Она кивнула, покорно и рассеянно, как почти всегда, когда обсуждалось что-то, не имеющее прямого отношения лично к ней или ее склонностям. Поэтому она быстро переменила тему беседы.
– Конечно, конечно, так оно, наверное, и есть. Мадемуазель Роза, похоже, премилое создание и притом веселое. Может быть, она немного переигрывает. Но мужчины любят веселость, и господин фон Гордон ни за что не захочет стать исключением. Мне показалось, что его весьма заинтересовала эта разговорчивая барышня.
– Нет, мне, напротив, показалось, что он интересуется дамой, которая мало говорила и много молчала, по крайней мере, пока мы находились в горах, на Конском копыте. И я знаю кое-кого, кому тоже так показалось, и кто знает это еще лучше, чем я.
– Ты думаешь? – сказала Сесиль, чьи черты вдруг оживились, потому что она услышала то, что хотела услышать. – Который час? Я страшно устала. Но ты принеси еще одну подушку и плед, чтобы мы могли еще мгновение полюбоваться на горы и послушать журчание Боде. Ведь это Боде журчит?
– Конечно. Мы же проходили по долине Боде. Вся вода здесь – Боде.
– Да-да, помню. Видишь, какой месяц ясный. Значит, завтра будет прекрасная погода для прогулки. Господин фон Гордон превосходный проводник. Только слишком много рассуждает о вещах, которые не каждому интересны, о степных волках и степных коршунах и картинах неизвестных мастеров. Терпеть не могу разговоры о картинах.
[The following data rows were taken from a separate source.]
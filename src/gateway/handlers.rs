use actix_web::http::StatusCode;
use actix_web::{web, HttpResponse, HttpResponseBuilder, Responder};
use log::{error, warn};
use serde::{Deserialize, Serialize};
use utoipa::ToSchema;

use super::client::{GatewayError, LedgerClient};
use crate::api::handlers::{AmountQuery, TransactionRequest};
use crate::blockchain::Transaction;
use crate::wallet::Wallet;

/// Data structure for the ledger connection
pub type LedgerClientData = web::Data<LedgerClient>;

fn error_response(mut builder: HttpResponseBuilder, message: impl Into<String>) -> HttpResponse {
    builder.json(serde_json::json!({ "error": message.into() }))
}

/// Response for the create wallet endpoint
#[derive(Serialize, Deserialize, ToSchema)]
#[serde(rename_all = "camelCase")]
pub struct WalletResponse {
    /// The wallet's private key (hex encoded)
    pub private_key: String,

    /// The wallet's public key (hex of x followed by y)
    pub public_key: String,

    /// The wallet's address
    pub address: String,
}

impl From<&Wallet> for WalletResponse {
    fn from(wallet: &Wallet) -> Self {
        WalletResponse {
            private_key: wallet.private_key_hex(),
            public_key: wallet.public_key_hex(),
            address: wallet.address().to_string(),
        }
    }
}

/// Request for the wallet transaction endpoint
#[derive(Debug, Default, Serialize, Deserialize, ToSchema)]
#[serde(rename_all = "camelCase")]
pub struct WalletTransactionRequest {
    pub sender_private_key: Option<String>,
    pub sender_public_key: Option<String>,
    pub sender_address: Option<String>,
    pub recipient_address: Option<String>,

    /// Decimal amount, as typed by the user
    pub value: Option<String>,
}

impl WalletTransactionRequest {
    /// Signs the transfer and builds the request the ledger expects
    pub fn into_ledger_request(self) -> Result<TransactionRequest, String> {
        let (
            Some(sender_private_key),
            Some(sender_public_key),
            Some(sender_address),
            Some(recipient_address),
            Some(value),
        ) = (
            self.sender_private_key,
            self.sender_public_key,
            self.sender_address,
            self.recipient_address,
            self.value,
        )
        else {
            return Err("Missing transaction field".to_string());
        };

        let wallet = Wallet::from_private_key_hex(&sender_private_key).map_err(|e| e.to_string())?;
        if !wallet.public_key_hex().eq_ignore_ascii_case(&sender_public_key) {
            return Err("Public key does not match private key".to_string());
        }

        let value: f64 = value
            .trim()
            .parse()
            .map_err(|_| format!("Invalid value: {}", value))?;

        let transaction = Transaction::new(sender_address.as_str(), recipient_address.as_str(), value);
        let signature = wallet.sign(&transaction).map_err(|e| e.to_string())?;

        Ok(TransactionRequest {
            sender_address: Some(sender_address),
            recipient_address: Some(recipient_address),
            sender_public_key: Some(wallet.public_key_hex()),
            value: Some(value),
            signature: Some(signature.to_hex()),
        })
    }
}

/// Response for the wallet balance endpoint
#[derive(Serialize, Deserialize, ToSchema)]
pub struct BalanceResponse {
    pub message: String,
    pub amount: f64,
}

/// Create a new wallet
///
/// Creates a new wallet with a random keypair
///
/// The private key must be stored by your own
#[utoipa::path(
    post,
    path = "/wallet",
    responses(
        (status = 200, description = "Wallet created successfully", body = WalletResponse)
    )
)]
pub async fn create_wallet() -> impl Responder {
    let wallet = Wallet::new();
    HttpResponse::Ok().json(WalletResponse::from(&wallet))
}

/// Sign and submit a transaction
///
/// Signs the transfer with the sender's private key and forwards it to the
/// ledger; the ledger's status code is passed through
#[utoipa::path(
    post,
    path = "/transaction",
    request_body = WalletTransactionRequest,
    responses(
        (status = 201, description = "Transaction accepted by the ledger"),
        (status = 400, description = "Invalid transaction data"),
        (status = 500, description = "Ledger unreachable")
    )
)]
pub async fn create_transaction(
    client: LedgerClientData,
    transaction_req: web::Json<WalletTransactionRequest>,
) -> impl Responder {
    let request = match transaction_req.into_inner().into_ledger_request() {
        Ok(request) => request,
        Err(err) => {
            warn!("Rejected wallet transaction: {}", err);
            return error_response(HttpResponse::BadRequest(), err);
        }
    };

    match client.submit_transaction(&request).await {
        Ok(status) => {
            let status = StatusCode::from_u16(status.as_u16()).unwrap_or(StatusCode::BAD_GATEWAY);
            HttpResponse::build(status).finish()
        }
        Err(err) => {
            error!("Failed to forward transaction to {}: {}", client.gateway(), err);
            error_response(HttpResponse::InternalServerError(), err.to_string())
        }
    }
}

/// Get wallet balance
///
/// Returns the balance of a wallet as computed by the ledger
#[utoipa::path(
    get,
    path = "/wallet/balance",
    params(AmountQuery),
    responses(
        (status = 200, description = "Wallet balance retrieved successfully", body = BalanceResponse),
        (status = 400, description = "Missing address or ledger rejected the query"),
        (status = 500, description = "Ledger unreachable")
    )
)]
pub async fn get_wallet_balance(
    client: LedgerClientData,
    query: web::Query<AmountQuery>,
) -> impl Responder {
    let Some(address) = query.into_inner().address.filter(|address| !address.is_empty()) else {
        return error_response(HttpResponse::BadRequest(), "Missing address");
    };

    match client.amount(&address).await {
        Ok(amount) => HttpResponse::Ok().json(BalanceResponse {
            message: "success".to_string(),
            amount,
        }),
        Err(GatewayError::Ledger(status)) => {
            error_response(HttpResponse::BadRequest(), format!("Ledger responded with {}", status))
        }
        Err(err) => {
            error!("Failed to query balance from {}: {}", client.gateway(), err);
            error_response(HttpResponse::InternalServerError(), err.to_string())
        }
    }
}

#[cfg(test)]
mod tests {
    use super::*;
    use crate::blockchain::{Blockchain, MiningScheduler};
    use crate::config::LedgerConfig;
    use crate::gateway::configure_routes;
    use actix_web::{test, App, HttpServer};
    use std::time::Duration;

    /// Serves a fresh ledger on an ephemeral port
    fn spawn_ledger() -> (Blockchain, String) {
        let blockchain = Blockchain::new("miner", LedgerConfig::default()).unwrap();
        let scheduler = web::Data::new(MiningScheduler::new(
            blockchain.clone(),
            Duration::from_secs(60),
        ));
        let data = web::Data::new(blockchain.clone());

        let server = HttpServer::new(move || {
            App::new()
                .app_data(data.clone())
                .app_data(scheduler.clone())
                .configure(crate::api::configure_routes)
        })
        .workers(1)
        .disable_signals()
        .bind(("127.0.0.1", 0))
        .unwrap();

        let addr = server.addrs()[0];
        actix_web::rt::spawn(server.run());

        (blockchain, format!("http://{}", addr))
    }

    macro_rules! gateway {
        ($url:expr) => {
            test::init_service(
                App::new()
                    .app_data(web::Data::new(LedgerClient::new($url).unwrap()))
                    .configure(configure_routes),
            )
            .await
        };
    }

    #[actix_web::test]
    async fn test_create_wallet() {
        let app = gateway!("http://127.0.0.1:1");

        let req = test::TestRequest::post().uri("/wallet").to_request();
        let body: WalletResponse = test::call_and_read_body_json(&app, req).await;

        let wallet = Wallet::from_private_key_hex(&body.private_key).unwrap();
        assert_eq!(wallet.public_key_hex(), body.public_key);
        assert_eq!(wallet.address(), body.address);
    }

    #[actix_web::test]
    async fn test_transaction_round_trip() {
        let (blockchain, url) = spawn_ledger();
        let app = gateway!(url);
        let wallet = Wallet::new();

        let req = test::TestRequest::post()
            .uri("/transaction")
            .set_json(serde_json::json!({
                "senderPrivateKey": wallet.private_key_hex(),
                "senderPublicKey": wallet.public_key_hex(),
                "senderAddress": wallet.address(),
                "recipientAddress": "bob",
                "value": "5",
            }))
            .to_request();
        let resp = test::call_service(&app, req).await;
        assert_eq!(resp.status(), StatusCode::CREATED);
        assert_eq!(
            blockchain.get_pending_transactions(),
            vec![Transaction::new(wallet.address(), "bob", 5.0)]
        );

        blockchain.mine().await.unwrap().unwrap();

        let req = test::TestRequest::get().uri("/wallet/balance?address=bob").to_request();
        let body: BalanceResponse = test::call_and_read_body_json(&app, req).await;
        assert_eq!(body.message, "success");
        assert_eq!(body.amount, 5.0);
    }

    #[actix_web::test]
    async fn test_reject_bad_request() {
        let app = gateway!("http://127.0.0.1:1");
        let wallet = Wallet::new();
        let other = Wallet::new();

        let mismatched = serde_json::json!({
            "senderPrivateKey": wallet.private_key_hex(),
            "senderPublicKey": other.public_key_hex(),
            "senderAddress": wallet.address(),
            "recipientAddress": "bob",
            "value": "5",
        });
        let not_a_number = serde_json::json!({
            "senderPrivateKey": wallet.private_key_hex(),
            "senderPublicKey": wallet.public_key_hex(),
            "senderAddress": wallet.address(),
            "recipientAddress": "bob",
            "value": "five",
        });
        let missing = serde_json::json!({ "recipientAddress": "bob" });

        for body in [mismatched, not_a_number, missing] {
            let req = test::TestRequest::post().uri("/transaction").set_json(body).to_request();
            let resp = test::call_service(&app, req).await;
            assert_eq!(resp.status(), StatusCode::BAD_REQUEST);
        }

        let req = test::TestRequest::get().uri("/wallet/balance").to_request();
        let resp = test::call_service(&app, req).await;
        assert_eq!(resp.status(), StatusCode::BAD_REQUEST);
    }

    #[actix_web::test]
    async fn test_unreachable_ledger() {
        let app = gateway!("http://127.0.0.1:1");

        let req = test::TestRequest::get().uri("/wallet/balance?address=bob").to_request();
        let resp = test::call_service(&app, req).await;
        assert_eq!(resp.status(), StatusCode::INTERNAL_SERVER_ERROR);

        let wallet = Wallet::new();
        let req = test::TestRequest::post()
            .uri("/transaction")
            .set_json(serde_json::json!({
                "senderPrivateKey": wallet.private_key_hex(),
                "senderPublicKey": wallet.public_key_hex(),
                "senderAddress": wallet.address(),
                "recipientAddress": "bob",
                "value": "5",
            }))
            .to_request();
        let resp = test::call_service(&app, req).await;
        assert_eq!(resp.status(), StatusCode::INTERNAL_SERVER_ERROR);
    }
}
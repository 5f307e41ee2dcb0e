// Wallet gateway
//
// A second HTTP service that creates wallets, signs transfers on behalf of
// their owners and forwards them to the ledger server.

pub mod client;
pub mod handlers;
pub mod routes;

pub use client::{GatewayError, LedgerClient};
pub use routes::configure_routes;
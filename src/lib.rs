//! Single-node proof-of-work ledger.
//!
//! The [`blockchain`] module holds the ledger engine, [`api`] exposes it over
//! HTTP, [`wallet`] manages keys and addresses, and [`gateway`] is the wallet
//! service that forwards signed transfers to the ledger.

pub mod api;
pub mod blockchain;
pub mod config;
pub mod gateway;
pub mod wallet;
use chrono::{DateTime, Utc};
use serde::{Deserialize, Serialize};
use sha2::{Digest, Sha256};
use thiserror::Error;
use utoipa::ToSchema;

use std::fmt;

use super::transaction::Transaction;

/// Errors that can occur while hashing a block
#[derive(Debug, Error)]
pub enum BlockError {
    #[error("Serialization error: {0}")]
    Serialization(#[from] serde_json::Error),

    #[error("Invalid hash: {0}")]
    InvalidHash(String),
}

/// A SHA-256 block digest, rendered as lowercase hex on the wire
#[derive(Debug, Clone, Copy, PartialEq, Eq, Hash, Default)]
pub struct BlockHash(pub [u8; 32]);

impl BlockHash {
    pub fn to_hex(&self) -> String {
        hex::encode(self.0)
    }

    pub fn from_hex(s: &str) -> Result<Self, BlockError> {
        let mut bytes = [0u8; 32];
        hex::decode_to_slice(s, &mut bytes).map_err(|e| BlockError::InvalidHash(e.to_string()))?;
        Ok(BlockHash(bytes))
    }

    /// Returns true if the hex form starts with `difficulty` zero characters
    pub fn meets_difficulty(&self, difficulty: usize) -> bool {
        let hex = self.to_hex();
        difficulty <= hex.len() && hex[..difficulty].bytes().all(|c| c == b'0')
    }
}

impl fmt::Display for BlockHash {
    fn fmt(&self, f: &mut fmt::Formatter<'_>) -> fmt::Result {
        f.write_str(&self.to_hex())
    }
}

impl Serialize for BlockHash {
    fn serialize<S: serde::Serializer>(&self, serializer: S) -> Result<S::Ok, S::Error> {
        serializer.serialize_str(&self.to_hex())
    }
}

impl<'de> Deserialize<'de> for BlockHash {
    fn deserialize<D: serde::Deserializer<'de>>(deserializer: D) -> Result<Self, D::Error> {
        let s = String::deserialize(deserializer)?;
        BlockHash::from_hex(&s).map_err(serde::de::Error::custom)
    }
}

/// Fields that make up a block hash; the timestamp is not among them
#[derive(Serialize)]
#[serde(rename_all = "camelCase")]
struct HashedContent<'a> {
    nonce: u64,
    previous_hash: &'a BlockHash,
    transactions: &'a [Transaction],
}

/// Hashes a (possibly hypothetical) block from its content
pub fn hash_content(
    nonce: u64,
    previous_hash: &BlockHash,
    transactions: &[Transaction],
) -> Result<BlockHash, BlockError> {
    let content = HashedContent {
        nonce,
        previous_hash,
        transactions,
    };
    let bytes = serde_json::to_vec(&content)?;

    Ok(BlockHash(Sha256::digest(bytes).into()))
}

/// Represents a block in the blockchain
#[derive(Debug, Clone, PartialEq, Serialize, Deserialize, ToSchema)]
#[serde(rename_all = "camelCase")]
pub struct Block {
    /// Timestamp when the block was sealed
    #[schema(value_type = String, example = "2023-01-01T12:00:00Z")]
    pub timestamp: DateTime<Utc>,

    /// Proof of work
    pub nonce: u64,

    /// Hash of the previous block
    #[schema(value_type = String)]
    pub previous_hash: BlockHash,

    /// Transactions sealed in this block
    pub transactions: Vec<Transaction>,
}

impl Block {
    /// Creates a new block stamped with the current time
    pub fn new(nonce: u64, previous_hash: BlockHash, transactions: Vec<Transaction>) -> Self {
        Block {
            timestamp: Utc::now(),
            nonce,
            previous_hash,
            transactions,
        }
    }

    /// The all-zero block the genesis block links back to
    pub fn zero() -> Self {
        Block {
            timestamp: DateTime::<Utc>::UNIX_EPOCH,
            nonce: 0,
            previous_hash: BlockHash::default(),
            transactions: Vec::new(),
        }
    }

    /// Calculates the hash of the block
    pub fn hash(&self) -> Result<BlockHash, BlockError> {
        hash_content(self.nonce, &self.previous_hash, &self.transactions)
    }
}

#[cfg(test)]
mod tests {
    use super::*;

    fn transfers() -> Vec<Transaction> {
        vec![
            Transaction::new("alice", "bob", 10.0),
            Transaction::new_reward("miner", 1.0),
        ]
    }

    #[test]
    fn test_new_block() {
        let previous = Block::zero().hash().unwrap();
        let block = Block::new(100, previous, transfers());

        assert_eq!(block.nonce, 100);
        assert_eq!(block.previous_hash, previous);
        assert_eq!(block.transactions.len(), 2);
    }

    #[test]
    fn test_hash_ignores_timestamp() {
        let block = Block::new(7, BlockHash([1; 32]), transfers());
        let mut later = block.clone();
        later.timestamp = block.timestamp + chrono::Duration::seconds(30);

        assert_eq!(block.hash().unwrap(), later.hash().unwrap());
    }

    #[test]
    fn test_hash_depends_on_content() {
        let block = Block::new(7, BlockHash([1; 32]), transfers());
        let hash = block.hash().unwrap();

        assert_eq!(hash.to_hex().len(), 64);
        assert_ne!(hash, Block::new(8, BlockHash([1; 32]), transfers()).hash().unwrap());
        assert_ne!(hash, Block::new(7, BlockHash([2; 32]), transfers()).hash().unwrap());

        let mut reordered = transfers();
        reordered.reverse();
        assert_ne!(hash, Block::new(7, BlockHash([1; 32]), reordered).hash().unwrap());
    }

    #[test]
    fn test_meets_difficulty() {
        let mut bytes = [0xffu8; 32];
        bytes[0] = 0x00;
        bytes[1] = 0x0f;
        let hash = BlockHash(bytes);

        assert!(hash.meets_difficulty(0));
        assert!(hash.meets_difficulty(3));
        assert!(!hash.meets_difficulty(4));
        assert!(!hash.meets_difficulty(65));
    }

    #[test]
    fn test_block_json_shape() {
        let block = Block::new(3, BlockHash([0xab; 32]), vec![Transaction::new("a", "b", 5.0)]);
        let json = serde_json::to_value(&block).unwrap();

        assert_eq!(json["nonce"], 3);
        assert_eq!(json["previousHash"], "ab".repeat(32));
        assert_eq!(json["transactions"][0]["senderAddress"], "a");
        assert_eq!(json["transactions"][0]["recipientAddress"], "b");
        assert_eq!(json["transactions"][0]["value"], 5.0);
        assert!(json["timestamp"].is_string());

        let decoded: Block = serde_json::from_value(json).unwrap();
        assert_eq!(decoded, block);
    }
}
use log::{error, info, warn};
use parking_lot::RwLock;
use thiserror::Error;
use tokio::sync::Mutex;

use std::sync::Arc;

use super::block::{Block, BlockError, BlockHash};
use super::pool::TransactionPool;
use super::pow::find_nonce;
use super::transaction::{Transaction, TransactionError, TransactionOrigin};
use crate::config::LedgerConfig;

/// Errors that can occur during blockchain operations
#[derive(Debug, Error)]
pub enum BlockchainError {
    #[error("Transaction error: {0}")]
    TransactionError(#[from] TransactionError),

    #[error("Block error: {0}")]
    BlockError(#[from] BlockError),

    #[error("Mining worker failed: {0}")]
    WorkerError(String),
}

/// Sealed blocks plus the hash of the newest one, as computed when it was sealed
#[derive(Debug)]
struct ChainState {
    blocks: Vec<Block>,
    last_hash: BlockHash,
}

/// The ledger: an append-only chain of blocks and the pool feeding it.
///
/// Cloning is cheap and every clone refers to the same ledger.
#[derive(Debug, Clone)]
pub struct Blockchain {
    /// The chain of blocks
    chain: Arc<RwLock<ChainState>>,

    /// Pending transactions to be included in the next block
    pool: Arc<TransactionPool>,

    /// Serializes seal cycles
    seal_lock: Arc<Mutex<()>>,

    /// Address credited with mining rewards
    owner_address: String,

    config: LedgerConfig,
}

impl Blockchain {
    /// Creates a new blockchain holding only the genesis block
    ///
    /// # Arguments
    ///
    /// * `owner_address` - The address that receives mining rewards
    /// * `config` - Difficulty, reward and mining cadence
    pub fn new(owner_address: impl Into<String>, config: LedgerConfig) -> Result<Self, BlockchainError> {
        let genesis = Block::new(0, Block::zero().hash()?, Vec::new());
        let last_hash = genesis.hash()?;

        Ok(Blockchain {
            chain: Arc::new(RwLock::new(ChainState {
                blocks: vec![genesis],
                last_hash,
            })),
            pool: Arc::new(TransactionPool::new()),
            seal_lock: Arc::new(Mutex::new(())),
            owner_address: owner_address.into(),
            config,
        })
    }

    /// Validates a transaction against its origin and adds it to the pool
    pub fn add_transaction(
        &self,
        transaction: Transaction,
        origin: &TransactionOrigin,
    ) -> Result<(), BlockchainError> {
        self.pool.add_transaction(transaction, origin)?;
        Ok(())
    }

    /// Runs one seal cycle.
    ///
    /// Returns `Ok(None)` without touching the chain when the pool is empty.
    /// Otherwise the pool is taken as the block's transaction set, the mining
    /// reward is appended, and the nonce search runs on a blocking worker while
    /// the seal lock is held. New transactions arriving meanwhile wait for the
    /// next block.
    ///
    /// The cycle runs on its own task, so dropping the returned future does
    /// not interrupt it. If the proof fails the drained transactions go back
    /// to the pool.
    pub async fn mine(&self) -> Result<Option<Block>, BlockchainError> {
        let blockchain = self.clone();

        tokio::spawn(async move { blockchain.seal().await })
            .await
            .map_err(|err| {
                error!("Seal task failed: {}", err);
                BlockchainError::WorkerError(err.to_string())
            })?
    }

    async fn seal(&self) -> Result<Option<Block>, BlockchainError> {
        let _sealing = self.seal_lock.lock().await;

        if self.pool.is_empty() {
            info!("Transaction pool is empty, nothing to mine");
            return Ok(None);
        }

        let mut transactions = self.pool.drain_pool();
        transactions.push(Transaction::new_reward(
            self.owner_address.as_str(),
            self.config.mining_reward,
        ));
        let previous_hash = self.last_hash();

        let sealed = self.prove(previous_hash, &transactions).await.and_then(|nonce| {
            let block = Block::new(nonce, previous_hash, transactions.clone());
            let hash = block.hash()?;
            Ok((block, hash))
        });

        let (block, hash) = match sealed {
            Ok(sealed) => sealed,
            Err(err) => {
                // Drop the reward, keep the user transactions pending
                transactions.pop();
                warn!("Seal failed, returning {} transactions to the pool", transactions.len());
                self.pool.restore(transactions);
                return Err(err);
            }
        };

        let height = {
            let mut chain = self.chain.write();
            chain.blocks.push(block.clone());
            chain.last_hash = hash;
            chain.blocks.len() - 1
        };

        info!(
            "Sealed block {} with {} transactions (nonce {}, hash {})",
            height,
            block.transactions.len(),
            block.nonce,
            hash
        );

        Ok(Some(block))
    }

    /// Searches for a nonce on a blocking worker
    async fn prove(
        &self,
        previous_hash: BlockHash,
        transactions: &[Transaction],
    ) -> Result<u64, BlockchainError> {
        let candidates = transactions.to_vec();
        let difficulty = self.config.difficulty;

        let nonce = tokio::task::spawn_blocking(move || find_nonce(&previous_hash, &candidates, difficulty))
            .await
            .map_err(|err| {
                error!("Proof of work worker failed: {}", err);
                BlockchainError::WorkerError(err.to_string())
            })??;

        Ok(nonce)
    }

    /// Balance of `address`, replayed over every sealed transaction
    pub fn balance_of(&self, address: &str) -> f64 {
        let chain = self.chain.read();

        chain
            .blocks
            .iter()
            .flat_map(|block| block.transactions.iter())
            .map(|transaction| transaction.flow_for(address))
            .fold(0.0, |balance, flow| balance + flow)
    }

    /// Gets a snapshot of the entire blockchain
    pub fn get_chain(&self) -> Vec<Block> {
        self.chain.read().blocks.clone()
    }

    /// Gets a snapshot of the pending transactions
    pub fn get_pending_transactions(&self) -> Vec<Transaction> {
        self.pool.copy_pool()
    }

    /// Hash of the newest block
    pub fn last_hash(&self) -> BlockHash {
        self.chain.read().last_hash
    }

    /// Number of blocks, genesis included
    pub fn len(&self) -> usize {
        self.chain.read().blocks.len()
    }

    pub fn is_empty(&self) -> bool {
        self.chain.read().blocks.is_empty()
    }

    pub fn owner_address(&self) -> &str {
        &self.owner_address
    }

    pub fn config(&self) -> &LedgerConfig {
        &self.config
    }

    /// Checks hash linkage and proof of work of every block after genesis
    pub fn is_valid(&self) -> bool {
        let chain = self.chain.read();

        for pair in chain.blocks.windows(2) {
            let (previous_block, current_block) = (&pair[0], &pair[1]);

            match (previous_block.hash(), current_block.hash()) {
                (Ok(previous_hash), Ok(current_hash)) => {
                    if current_block.previous_hash != previous_hash {
                        return false;
                    }
                    if !current_hash.meets_difficulty(self.config.difficulty) {
                        return false;
                    }
                }
                _ => return false,
            }
        }

        true
    }
}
– Ах, Сесиль, – рассмеялся Сент-Арно, – как ты себя выдаешь! Ты считаешь, он должен изображать из себя столпника или йога, как будто он все еще в Индии, и десять лет не произносить ни одного слова, кроме твоего имени. Забавно. Ты его ревнуешь. Ревнуешь – к кому?
И вот наступило завтра.
Ехать решили с утра или хотя бы до обеда, на этом настоял Гордон, и прежде чем пыхтящий паровоз миновал последние деревенские усадьбы и живописную рощу красных буков барона Бухешена на другом берегу реки, Сесиль, упершись ножками в сиденье напротив, заявила:
– Обсудим программу, господин фон Гордон. Хорошо бы управиться побыстрее. Не стоит смотреть слишком много, не правда ли, мадемуазель Роза?
Роза согласилась, скорее, из вежливости, чем по убеждению. Она, как и все берлинские барышни, страдала неутолимой жаждой знаний и готова была слушать и смотреть бесконечно. Впрочем, Гордон пообещал, что проявит милосердие. В Кведлинбурге, мол, всего четыре достопримечательности: ратуша, церковь, потом замок и, наконец, Брюль.
– Брюль? – удивилась Роза. – А Брюль-то зачем? Ведь это всего-навсего улица, где торгуют мехами. По крайней мере, в Лейпциге.
– Но не в Кведлинбурге, милостивая государыня. Кведлинбургский Брюль намного элегантней, если хотите, это Тиргартен или Булонский лес с прекрасными деревьями и всевозможными статуями и строениями. Там есть чугунный памятник знаменитому географу Карлу Риттеру и ротонда в честь Клопштока, с его бюстом.